Wednesday, November 2, 2011

Jack Riepe Comments

Jack Riepe and I were talking on the phone about the meaning of the Occupy protests popping up cross the country. Jack toed the opponents' line arguing there is a lack of coherence in their protests, while I said peaceful protest is not only legitimate and constitutionally sanctioned, but is also a pressure release valve that keeps illegal and anarchic violent protest at bay. Besides I don't know how a protest that is a truly spontaneous uprising and response to fraud could be anything other that disorganized. When I read that a Tea Party spokesman is concerned about preserving the reputation of the "Tea Party Brand" I know that they are nothing if not corporate puppets. The Occupy "brand" has not yet been marketed... To me that is a strength to others it is a sign of inherent decrepitude. In the end though, as he says people need and want jobs and I see none on the horizon. That and the lack of forthright honesty from our economic and political leadership has me more worried than the direction of the Occupy USA protesters.



On The True Significance Of The “Occupy Wall Street” Protests Sweeping The US, and The Indictment of “Corporate America...”


I was distressed to read that the comments section of Key West Diary had been disabled Conchscooter in response to extremely negative statements, that, in his opinion, fell far short of the mark in assessing the true significance of the “Occupy Wall Street” demonstrations that have been sprouting up across the country.


CS, a passionate humanist and a great champion of the underdog, reacted strongly and swiftly to those he believes belittled the rights of others to speak out, and to utilize the most basic forum of protest that constitutes the foundation of political expression in the United States. His natural reflex was to disparage these “Occupy Anything” antagonists by denying them the forum that they would have so willingly denied the hundreds of thousands of protesters currently camped out in parks and thoroughfares across the country.


I have advised him to take a different approach.


Rather than dismissing these opinions as short-sighted, defensive, one-sided, myopic, vapid, self-righteous, and largely conservative Republican crap, I suggested that he might take the higher, middle ground, by defining the unusual nature of these protests, and their significance on the threshold of an election year. Conchscooter invited me to do this in an essay that he would run as a the effort of a guest author. This is that essay.


The “Occupy Wall Street”- type demonstrations currently sweeping the United States are socially significant for a number of reasons that should cause current elected and corporate leaders to take note. Chief among these are:


Participants largely constitute white, middle-class protesters (of various ages, though predominantly in their 20’s), who normally don’t get off their collective asses for anything other than the release of the newest iPhone or the latest release of a Harry Potter movie.


While some will march to save the whales, and others will sign a petition to safeguard their rights to terminate a pregnancy, these folks are the vanguard of the FaceBook and social network generation, who have come to let their fingers do the talking in a 144-character forum that has challenged newspapers and broadcast media. The fact that they are turning out for something in person speaks volumes.


The protests are growing spontaneously, fueled by a sense of middle class discontent that would have been unthinkable and unrecognizable five years ago.
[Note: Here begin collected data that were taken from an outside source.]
//! Model Introspector: pure structural questions over a model.

use super::{Model, ModelRegistry, Property, PropertyType, RESERVED_PREFIX};
use ahash::AHashSet;

/// Names listed in the model's `required` array.
pub fn required_properties(model: &Model) -> AHashSet<&str> {
    model.required.iter().map(String::as_str).collect()
}

pub fn is_required(model: &Model, property_name: &str) -> bool {
    model.required.iter().any(|name| name == property_name)
}

/// Interfaces, abstract models and the base model never get a table.
pub fn is_instantiable(model: &Model, base_model_id: &str) -> bool {
    !(model.id == base_model_id || model.is_interface || model.is_abstract)
}

/// `ref` for objects, `items.ref` for arrays.
pub fn ref_of(property: &Property) -> Option<&str> {
    property
        .reference
        .as_deref()
        .or_else(|| property.items.as_ref().and_then(|i| i.reference.as_deref()))
}

/// Whether values of this property are embedded rather than stubbed.
///
/// A reference to a model missing from the registry is not inlined.
pub fn is_inlined(property: &Property, models: &ModelRegistry) -> bool {
    if property.inlined || property.range.as_deref() == Some("json") {
        return true;
    }

    if let Some(reference) = property.reference.as_deref() {
        return models.try_get(reference).is_some_and(|m| m.inlined);
    }

    property.kind == PropertyType::Array
        && property.items.as_ref().is_none_or(|i| i.reference.is_none())
}

/// Declared property names minus reserved (`_`-prefixed) ones, in name order.
pub fn own_properties(model: &Model) -> Vec<&str> {
    model
        .properties
        .keys()
        .map(String::as_str)
        .filter(|name| !name.starts_with(RESERVED_PREFIX))
        .collect()
}

pub fn is_email_property(property_name: &str, property: &Property) -> bool {
    property.kind == PropertyType::String
        && (property.keyboard.as_deref() == Some("email-address")
            || property_name.to_ascii_lowercase().contains("email"))
}

/// Backlinks are computed, never written by the creator.
pub fn is_set_on_create(property: &Property) -> bool {
    !property.backlink
}

pub fn on_create_properties(model: &Model) -> Vec<&str> {
    model
        .properties
        .iter()
        .filter(|(_, property)| is_set_on_create(property))
        .map(|(name, _)| name.as_str())
        .collect()
}

#[cfg(test)]
mod tests {
    use super::*;

    fn registry() -> ModelRegistry {
        ModelRegistry::new(vec![
            Model::new("tradle.Money").inlined(),
            Model::new("tradle.Photo").property("url", Property::string()),
        ])
        .unwrap()
    }

    #[test]
    fn test_required_properties() {
        let model = Model::new("a.B")
            .property("name", Property::string())
            .property("age", Property::number())
            .required("name");
        let required = required_properties(&model);
        assert!(required.contains("name"));
        assert!(!required.contains("age"));
        assert!(is_required(&model, "name"));
    }

    #[test]
    fn test_is_instantiable() {
        assert!(!is_instantiable(&Model::new("tradle.Model"), "tradle.Model"));
        assert!(!is_instantiable(&Model::new("a.I").interface(), "tradle.Model"));
        assert!(!is_instantiable(&Model::new("a.A").abstract_model(), "tradle.Model"));
        assert!(is_instantiable(&Model::new("a.Widget"), "tradle.Model"));
    }

    #[test]
    fn test_is_inlined() {
        let models = registry();
        assert!(is_inlined(&Property::reference("x.Y").inlined(), &models));
        assert!(is_inlined(&Property::string().with_range("json"), &models));
        assert!(is_inlined(&Property::reference("tradle.Money"), &models));
        assert!(!is_inlined(&Property::reference("tradle.Photo"), &models));
        assert!(!is_inlined(&Property::reference("not.Loaded"), &models));
        assert!(is_inlined(&Property::inline_array(), &models));
        assert!(!is_inlined(&Property::array_of("tradle.Photo"), &models));
        assert!(!is_inlined(&Property::string(), &models));
    }

    #[test]
    fn test_ref_of() {
        assert_eq!(ref_of(&Property::reference("a.B")), Some("a.B"));
        assert_eq!(ref_of(&Property::array_of("a.C")), Some("a.C"));
        assert_eq!(ref_of(&Property::string()), None);
    }

    #[test]
    fn test_own_properties_skip_reserved() {
        let model = Model::new("a.B")
            .property("_t", Property::string())
            .property("name", Property::string())
            .property("color", Property::string());
        assert_eq!(own_properties(&model), vec!["color", "name"]);
    }

    #[test]
    fn test_email_and_on_create() {
        assert!(is_email_property("contactEmail", &Property::string()));
        assert!(is_email_property(
            "contact",
            &Property::string().with_keyboard("email-address")
        ));
        assert!(!is_email_property("emailCount", &Property::number()));

        let model = Model::new("a.B")
            .property("name", Property::string())
            .property("children", Property::array_of("a.C").backlink());
        assert_eq!(on_create_properties(&model), vec!["name"]);
    }
}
And the greatest source of this discontent is the lingering doubt that there is any kind of a future for the middle class in America. It is hard to go through the motions of making progress day-to-day, when you are confronted with the possibility that you will be on the street with less than five minutes notice.


The level of discontent spans a myriad of issues. Right now, a disturbing number of protesters see the focus of these demonstrations as the framework of their individual challenges. One demonstrator allegedly hefted a sign that read, “$96,000 in student loans for a Masters Degree in Hispanic Gay and Lesbian Studies, and No Job!” Another — the cause célébre for the conservative opposition — was alleged to have majored in “underwater basket-weaving,” and was lamenting the lack of employment opportunities. Still a third was televised for criticizing a successful businessman for making $150 million (USD) in a year, when he could have made $50 million, and used the rest to create new jobs. (The businessmen argued that he employed 150 people and added new jobs as demand increased.) And it cannot be denied that there is a new, unsettling, unreasonable focus against the 1% of the nation’s wealthiest citizens, as the epicenter of corporate greed, which is being interpreted as “Give me my share.”
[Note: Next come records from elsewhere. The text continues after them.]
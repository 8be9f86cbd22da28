//! Filter documents: `{ "EQ": { "author": "bob" }, "BETWEEN": { "time": [1, 5] } }`.
//!
//! Parsing is lenient. Unknown operators, operands of the wrong shape and
//! nested operator objects are logged and dropped.

use crate::error::{MkvError, MkvResult};
use crate::storage::{Condition, ConditionOp};
use serde::Deserialize;
use serde_json::Value;
use tracing::debug;

pub const OP_EQ: &str = "EQ";
pub const OP_STARTS_WITH: &str = "STARTS_WITH";
pub const OP_IN: &str = "IN";
pub const OP_BETWEEN: &str = "BETWEEN";

/// Operator names recognised at the top level of a filter.
pub const OPERATORS: [&str; 4] = [OP_EQ, OP_STARTS_WITH, OP_IN, OP_BETWEEN];

/// Flat conjunction of conditions.
#[derive(Debug, Clone, Default, PartialEq)]
pub struct Filter {
    conditions: Vec<Condition>,
}

impl Filter {
    pub fn new() -> Self {
        Self::default()
    }

    pub fn eq(mut self, property: impl Into<String>, value: impl Into<Value>) -> Self {
        self.conditions.push(Condition::eq(property, value));
        self
    }

    pub fn starts_with(mut self, property: impl Into<String>, prefix: impl Into<String>) -> Self {
        self.conditions.push(Condition::starts_with(property, prefix));
        self
    }

    pub fn is_in(mut self, property: impl Into<String>, values: Vec<Value>) -> Self {
        self.conditions.push(Condition::is_in(property, values));
        self
    }

    pub fn between(
        mut self,
        property: impl Into<String>,
        low: impl Into<Value>,
        high: impl Into<Value>,
    ) -> Self {
        self.conditions.push(Condition::between(property, low, high));
        self
    }

    pub fn conditions(&self) -> &[Condition] {
        &self.conditions
    }

    pub fn is_empty(&self) -> bool {
        self.conditions.is_empty()
    }

    /// Properties constrained by `EQ`, in filter order.
    pub fn eq_properties(&self) -> impl Iterator<Item = &str> {
        self.conditions
            .iter()
            .filter(|c| c.is_eq())
            .map(|c| c.attribute.as_str())
    }

    /// Parse a filter document. Only a non-object document is an error.
    pub fn from_json(value: &Value) -> MkvResult<Self> {
        let ops = match value {
            Value::Null => return Ok(Self::default()),
            Value::Object(ops) => ops,
            other => {
                return Err(MkvError::InvalidFilter(format!(
                    "expected an object of operators, got {other}"
                )));
            }
        };

        let mut filter = Self::default();
        for (op, operands) in ops {
            let Some(operands) = operands.as_object() else {
                debug!(op = %op, "operator operand is not an object, ignored");
                continue;
            };

            for (property, operand) in operands {
                if OPERATORS.contains(&property.as_str()) {
                    debug!(op = %op, nested = %property, "nested operators not supported, ignored");
                    continue;
                }
                match parse_op(op, operand) {
                    Some(parsed) => filter.conditions.push(Condition::new(property.clone(), parsed)),
                    None => debug!(op = %op, property = %property, "unsupported operator, ignored"),
                }
            }
        }
        Ok(filter)
    }
}

fn parse_op(op: &str, operand: &Value) -> Option<ConditionOp> {
    match op {
        OP_EQ => Some(ConditionOp::Eq(operand.clone())),
        OP_STARTS_WITH => operand
            .as_str()
            .map(|prefix| ConditionOp::StartsWith(prefix.to_string())),
        OP_IN => operand.as_array().map(|values| ConditionOp::In(values.clone())),
        OP_BETWEEN => match operand.as_array().map(Vec::as_slice) {
            Some([low, high]) => Some(ConditionOp::Between(low.clone(), high.clone())),
            _ => None,
        },
        _ => None,
    }
}

/// Sort instruction; `desc` is accepted as an alias of `descending`.
#[derive(Debug, Clone, PartialEq, Eq, Deserialize)]
pub struct OrderBy {
    pub property: String,
    #[serde(default, alias = "desc")]
    pub descending: bool,
}

impl OrderBy {
    pub fn asc(property: impl Into<String>) -> Self {
        Self {
            property: property.into(),
            descending: false,
        }
    }

    pub fn desc(property: impl Into<String>) -> Self {
        Self {
            property: property.into(),
            descending: true,
        }
    }
}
It is very difficult for rational Americans, who are fighting for every last nickel at jobs that are underpaid, undervalued, and fearfully held, to credit the “Give me my share” school of thought. Yet this is the least significant aspect of these protests.
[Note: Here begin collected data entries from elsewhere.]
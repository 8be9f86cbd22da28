//! Logging utilities for modelkv
//!
//! Provides helpers for initializing tracing subscribers. The engine itself
//! only emits `tracing` events; a host application decides where they go.
//!
//! Useful targets:
//! - `modelkv_core::query::planner` (debug): chosen access path and ordering
//! - `modelkv_core::engine::catalog` (info/warn): table provisioning
//! - `modelkv_core::overflow` (warn): rows still over budget after eviction

#[cfg(feature = "logging")]
use tracing_subscriber::{EnvFilter, fmt};

/// Initialize logging with default settings
///
/// # Environment Variables
/// - `RUST_LOG` - Log level filter (default: "info")
///
/// # Example
/// ```rust
/// modelkv_core::logging::init();
/// tracing::info!(models = 3, "registry loaded");
/// ```
#[cfg(feature = "logging")]
pub fn init() {
    init_with_level("info")
}

/// Initialize logging with a specific level
///
/// `RUST_LOG` still wins when it is set. Calling this twice is harmless.
///
/// # Example
/// ```rust
/// // planner decisions are logged at debug level
/// modelkv_core::logging::init_with_level("modelkv_core::query=debug,info");
/// ```
#[cfg(feature = "logging")]
pub fn init_with_level(level: &str) {
    let filter = EnvFilter::try_from_default_env().unwrap_or_else(|_| EnvFilter::new(level));

    let _ = fmt()
        .with_env_filter(filter)
        .with_target(true)
        .with_thread_ids(true)
        .with_line_number(true)
        .try_init();
}

/// Initialize logging for tests
///
/// Planner decisions are logged at debug level, so that is the default here.
///
/// # Example
/// ```rust
/// modelkv_core::logging::init_test();
/// modelkv_core::logging::init_test(); // already installed: no-op
/// ```
#[cfg(feature = "logging")]
pub fn init_test() {
    let _ = fmt()
        .with_env_filter(EnvFilter::new("modelkv_core=debug"))
        .with_test_writer()
        .try_init();
}

// Stub implementations when logging feature is disabled
#[cfg(not(feature = "logging"))]
pub fn init() {}

#[cfg(not(feature = "logging"))]
pub fn init_with_level(_level: &str) {}

#[cfg(not(feature = "logging"))]
pub fn init_test() {}

#[cfg(test)]
mod tests {
    use super::*;

    #[test]
    fn test_repeated_init_is_harmless() {
        init_test();
        init_with_level("debug");
        init();
        init_test();
        tracing::debug!(table = "tradle_Widget", "after repeated init");
    }
}
#[cfg(test)]
mod tests {
    use super::*;
    use crate::schema::{UPDATED_AT_FIELD, default_indexes};
    use crate::storage::Condition;
    use serde_json::json;

    fn def() -> TableDefinition {
        TableDefinition {
            model_id: "t.Widget".to_string(),
            table_name: "t_Widget".to_string(),
            hash_key: "link".to_string(),
            range_key: None,
            indexes: default_indexes(),
            attributes: Default::default(),
            updated_at_field: UPDATED_AT_FIELD.to_string(),
        }
    }

    fn row(link: &str, author: &str, time: i64) -> Resource {
        Resource::new()
            .with("link", link)
            .with("permalink", link)
            .with("author", author)
            .with("time", time)
    }

    #[tokio::test]
    async fn test_create_table_idempotence_signal() {
        let backend = SledBackend::open_temporary().unwrap();
        backend.create_table(&def()).await.unwrap();
        let err = backend.create_table(&def()).await.unwrap_err();
        assert!(matches!(err, MkvError::TableAlreadyExists(_)));
    }

    #[tokio::test]
    async fn test_missing_table() {
        let backend = SledBackend::open_temporary().unwrap();
        let err = backend.get(&def(), &Key::hash("L1")).await.unwrap_err();
        assert!(matches!(err, MkvError::Backend(_)));
    }

    #[tokio::test]
    async fn test_crud() {
        let backend = SledBackend::open_temporary().unwrap();
        let def = def();
        backend.create_table(&def).await.unwrap();

        backend.put(&def, &row("L1", "A", 1), WriteMode::Create).await.unwrap();
        assert!(matches!(
            backend.put(&def, &row("L1", "A", 1), WriteMode::Create).await,
            Err(MkvError::ResourceExists(_))
        ));
        backend.put(&def, &row("L1", "B", 2), WriteMode::Update).await.unwrap();

        let got = backend.get(&def, &Key::hash("L1")).await.unwrap().unwrap();
        assert_eq!(got.author(), Some("B"));

        let removed = backend.delete(&def, &Key::hash("L1")).await.unwrap();
        assert_eq!(removed.and_then(|r| r.author().map(str::to_string)), Some("B".to_string()));
        assert!(backend.get(&def, &Key::hash("L1")).await.unwrap().is_none());
    }

    #[tokio::test]
    async fn test_index_maintained_on_update_and_delete() {
        let backend = SledBackend::open_temporary().unwrap();
        let def = def();
        backend.create_table(&def).await.unwrap();

        backend.put(&def, &row("L1", "amy", 1), WriteMode::Create).await.unwrap();
        backend.put(&def, &row("L2", "amy", 2), WriteMode::Create).await.unwrap();
        backend.put(&def, &row("L1", "bob", 1), WriteMode::Update).await.unwrap();

        let amy = backend.execute(&def, &by_author("amy")).await.unwrap();
        assert_eq!(amy.count, 1);
        assert_eq!(amy.items[0].link(), Some("L2"));

        let bob = backend.execute(&def, &by_author("bob")).await.unwrap();
        assert_eq!(bob.items[0].link(), Some("L1"));

        backend.delete(&def, &Key::hash("L1")).await.unwrap();
        let bob = backend.execute(&def, &by_author("bob")).await.unwrap();
        assert_eq!(bob.count, 0);
    }

    fn by_author(author: &str) -> KvRequest {
        KvRequest::Query {
            hash_value: json!(author),
            index: Some("AuthorAndDateIndex".to_string()),
            conditions: vec![],
            order: None,
            limit: None,
        }
    }

    #[tokio::test(flavor = "multi_thread", worker_threads = 4)]
    async fn test_concurrent_updates_leave_one_index_entry() {
        let backend = SledBackend::open_temporary().unwrap();
        let def = def();
        backend.create_table(&def).await.unwrap();
        let authors = ["amy", "bob", "cat", "dan", "eve", "fay", "gus", "hal"];

        let mut tasks = Vec::new();
        for round in 0..8 {
            for (i, author) in authors.iter().enumerate() {
                let backend = backend.clone();
                let def = def.clone();
                let update = row("L1", author, (round * 10 + i) as i64);
                tasks.push(tokio::spawn(async move {
                    backend.put(&def, &update, WriteMode::Update).await
                }));
            }
        }
        for task in tasks {
            task.await.unwrap().unwrap();
        }

        let stored = backend.get(&def, &Key::hash("L1")).await.unwrap().unwrap();
        let mut holders = Vec::new();
        for author in authors {
            let found = backend.execute(&def, &by_author(author)).await.unwrap();
            assert!(found.items.iter().all(|r| r.author() == Some(author)));
            if found.count > 0 {
                holders.push(author);
            }
        }
        assert_eq!(holders, vec![stored.author().unwrap()]);

        let tree = backend
            .db
            .open_tree(index_tree_name(&def, def.index("AuthorAndDateIndex").unwrap()))
            .unwrap();
        assert_eq!(tree.len(), 1);
    }

    #[tokio::test]
    async fn test_stale_index_entry_is_not_returned() {
        let backend = SledBackend::open_temporary().unwrap();
        let def = def();
        backend.create_table(&def).await.unwrap();
        backend.put(&def, &row("L1", "bob", 1), WriteMode::Create).await.unwrap();

        // an entry left behind by a row that no longer says "amy"
        let index = def.index("AuthorAndDateIndex").unwrap();
        let primary = Key::hash("L1").encode();
        let stale = index_key(index, &row("L1", "amy", 1), &primary).unwrap();
        backend
            .db
            .open_tree(index_tree_name(&def, index))
            .unwrap()
            .insert(stale.as_bytes(), primary.as_bytes())
            .unwrap();

        let amy = backend.execute(&def, &by_author("amy")).await.unwrap();
        assert_eq!(amy.count, 0);
        let bob = backend.execute(&def, &by_author("bob")).await.unwrap();
        assert_eq!(bob.count, 1);
    }

    #[tokio::test]
    async fn test_rejected_create_leaves_indexes_alone() {
        let backend = SledBackend::open_temporary().unwrap();
        let def = def();
        backend.create_table(&def).await.unwrap();
        backend.put(&def, &row("L1", "amy", 1), WriteMode::Create).await.unwrap();

        assert!(matches!(
            backend.put(&def, &row("L1", "bob", 2), WriteMode::Create).await,
            Err(MkvError::ResourceExists(_))
        ));
        assert_eq!(backend.execute(&def, &by_author("amy")).await.unwrap().count, 1);
        assert_eq!(backend.execute(&def, &by_author("bob")).await.unwrap().count, 0);
    }

    #[tokio::test]
    async fn test_primary_query_and_scan() {
        let backend = SledBackend::open_temporary().unwrap();
        let def = def();
        backend.create_table(&def).await.unwrap();
        for (link, author, time) in [("L1", "amy", 1), ("L2", "bob", 2), ("L3", "bob", 3)] {
            backend.put(&def, &row(link, author, time), WriteMode::Create).await.unwrap();
        }

        let one = backend
            .execute(
                &def,
                &KvRequest::Query {
                    hash_value: json!("L2"),
                    index: None,
                    conditions: vec![],
                    order: None,
                    limit: None,
                },
            )
            .await
            .unwrap();
        assert_eq!(one.items.len(), 1);

        let scanned = backend
            .execute(
                &def,
                &KvRequest::Scan {
                    conditions: vec![Condition::eq("author", "bob")],
                    limit: Some(1),
                },
            )
            .await
            .unwrap();
        assert_eq!(scanned.count, 1);
        assert_eq!(scanned.items[0].author(), Some("bob"));
    }

    #[tokio::test]
    async fn test_state_lives_in_the_db() {
        let dir = tempfile::tempdir().unwrap();
        let db = sled::open(dir.path()).unwrap();
        let def = def();

        let first = SledBackend::from_db(db.clone());
        first.create_table(&def).await.unwrap();
        first.put(&def, &row("L1", "A", 1), WriteMode::Create).await.unwrap();
        first.flush().unwrap();
        drop(first);

        let second = SledBackend::from_db(db);
        assert!(matches!(
            second.create_table(&def).await,
            Err(MkvError::TableAlreadyExists(_))
        ));
        assert!(second.get(&def, &Key::hash("L1")).await.unwrap().is_some());
    }

    #[tokio::test]
    async fn test_object_store() {
        let backend = SledBackend::open_temporary().unwrap();
        let store = backend.object_store().unwrap();
        store.put_object(&row("L1", "A", 1)).await.unwrap();
        assert_eq!(store.get_object_by_link("L1").await.unwrap().author(), Some("A"));
        assert!(store.get_object_by_link("nope").await.unwrap_err().is_not_found());
    }
}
While hundreds of US universities and colleges have created degrees in courses with questionable futures, they are also graduating millions of students with degrees in communications, journalism, public relations, English, fine arts, foreign languages, and teaching — who stand no chance in finding a job in these fields anytime soon. In fact, if they wanted to go to work on an assembly line manufacturing light bulbs that meet US energy standards for 2013, they’d have to move to China, and accept a salary of $320 (USD) a month, working in a factory under a US corporate logo — run by a CEO who has a revolving door to the White House.


If this sounds like a great promise of the future to you, I’d say you are either this CEO or an elected official getting a substantial campaign donation from this corporation.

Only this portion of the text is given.